- **Instructions to follow**: Among the entries below, find the lines with "None" and copy them.

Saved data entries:
***

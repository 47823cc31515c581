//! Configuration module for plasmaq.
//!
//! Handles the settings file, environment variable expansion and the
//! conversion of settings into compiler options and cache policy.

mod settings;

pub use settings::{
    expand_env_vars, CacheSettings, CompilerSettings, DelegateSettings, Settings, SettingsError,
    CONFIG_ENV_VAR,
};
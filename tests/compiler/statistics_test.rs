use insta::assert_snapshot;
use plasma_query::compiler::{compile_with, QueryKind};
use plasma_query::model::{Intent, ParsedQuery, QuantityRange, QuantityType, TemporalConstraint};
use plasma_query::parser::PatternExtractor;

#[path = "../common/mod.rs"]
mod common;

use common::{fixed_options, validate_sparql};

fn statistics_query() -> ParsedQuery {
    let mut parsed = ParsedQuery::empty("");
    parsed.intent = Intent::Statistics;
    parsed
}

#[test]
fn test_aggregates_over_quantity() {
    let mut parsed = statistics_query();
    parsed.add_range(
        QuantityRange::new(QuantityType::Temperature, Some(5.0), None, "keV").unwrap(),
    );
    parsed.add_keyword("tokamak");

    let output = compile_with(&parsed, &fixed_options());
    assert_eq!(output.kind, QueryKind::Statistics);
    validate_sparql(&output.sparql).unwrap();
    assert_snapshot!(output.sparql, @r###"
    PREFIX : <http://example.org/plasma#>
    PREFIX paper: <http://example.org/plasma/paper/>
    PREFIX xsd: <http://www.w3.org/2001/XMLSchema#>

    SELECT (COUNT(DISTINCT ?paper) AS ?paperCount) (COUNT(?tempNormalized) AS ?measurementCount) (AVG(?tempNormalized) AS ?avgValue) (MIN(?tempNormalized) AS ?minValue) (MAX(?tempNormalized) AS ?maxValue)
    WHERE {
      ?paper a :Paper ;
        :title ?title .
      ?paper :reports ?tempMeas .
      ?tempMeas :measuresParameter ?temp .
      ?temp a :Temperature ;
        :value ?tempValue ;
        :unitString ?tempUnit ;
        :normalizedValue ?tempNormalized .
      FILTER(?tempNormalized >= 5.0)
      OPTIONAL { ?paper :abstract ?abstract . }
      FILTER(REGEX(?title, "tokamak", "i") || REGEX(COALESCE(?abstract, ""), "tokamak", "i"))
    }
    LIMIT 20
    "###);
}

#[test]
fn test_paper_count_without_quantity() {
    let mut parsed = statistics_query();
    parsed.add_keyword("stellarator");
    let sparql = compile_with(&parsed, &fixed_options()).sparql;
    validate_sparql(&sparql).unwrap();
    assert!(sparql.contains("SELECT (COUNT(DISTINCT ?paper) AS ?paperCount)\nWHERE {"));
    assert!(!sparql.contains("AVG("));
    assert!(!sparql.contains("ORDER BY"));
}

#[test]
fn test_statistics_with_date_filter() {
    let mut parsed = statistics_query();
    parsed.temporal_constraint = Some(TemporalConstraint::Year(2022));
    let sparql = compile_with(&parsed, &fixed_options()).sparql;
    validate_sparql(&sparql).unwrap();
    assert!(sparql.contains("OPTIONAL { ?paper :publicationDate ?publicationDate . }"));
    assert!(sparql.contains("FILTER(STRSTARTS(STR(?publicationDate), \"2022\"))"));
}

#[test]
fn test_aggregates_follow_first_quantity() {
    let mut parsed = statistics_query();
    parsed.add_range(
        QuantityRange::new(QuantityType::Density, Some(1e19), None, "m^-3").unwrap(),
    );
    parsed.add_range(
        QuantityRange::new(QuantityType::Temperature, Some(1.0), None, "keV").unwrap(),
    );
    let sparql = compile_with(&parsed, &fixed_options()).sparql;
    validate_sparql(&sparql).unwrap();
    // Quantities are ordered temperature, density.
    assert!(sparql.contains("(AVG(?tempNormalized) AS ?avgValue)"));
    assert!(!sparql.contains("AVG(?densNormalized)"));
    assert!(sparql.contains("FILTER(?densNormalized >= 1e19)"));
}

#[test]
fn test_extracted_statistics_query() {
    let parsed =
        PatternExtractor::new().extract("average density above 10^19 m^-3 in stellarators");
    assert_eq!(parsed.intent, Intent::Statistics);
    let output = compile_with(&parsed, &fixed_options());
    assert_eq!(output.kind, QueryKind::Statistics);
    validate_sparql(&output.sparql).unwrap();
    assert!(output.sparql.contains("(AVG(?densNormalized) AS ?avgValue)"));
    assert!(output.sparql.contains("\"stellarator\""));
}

***

- **Solution**:
        QuantityRange::new(QuantityType::Temperature, Some(5.0), None, "keV").unwrap(),
        QuantityRange::new(QuantityType::Density, Some(1e19), None, "m^-3").unwrap(),
        QuantityRange::new(QuantityType::Temperature, Some(1.0), None, "keV").unwrap(),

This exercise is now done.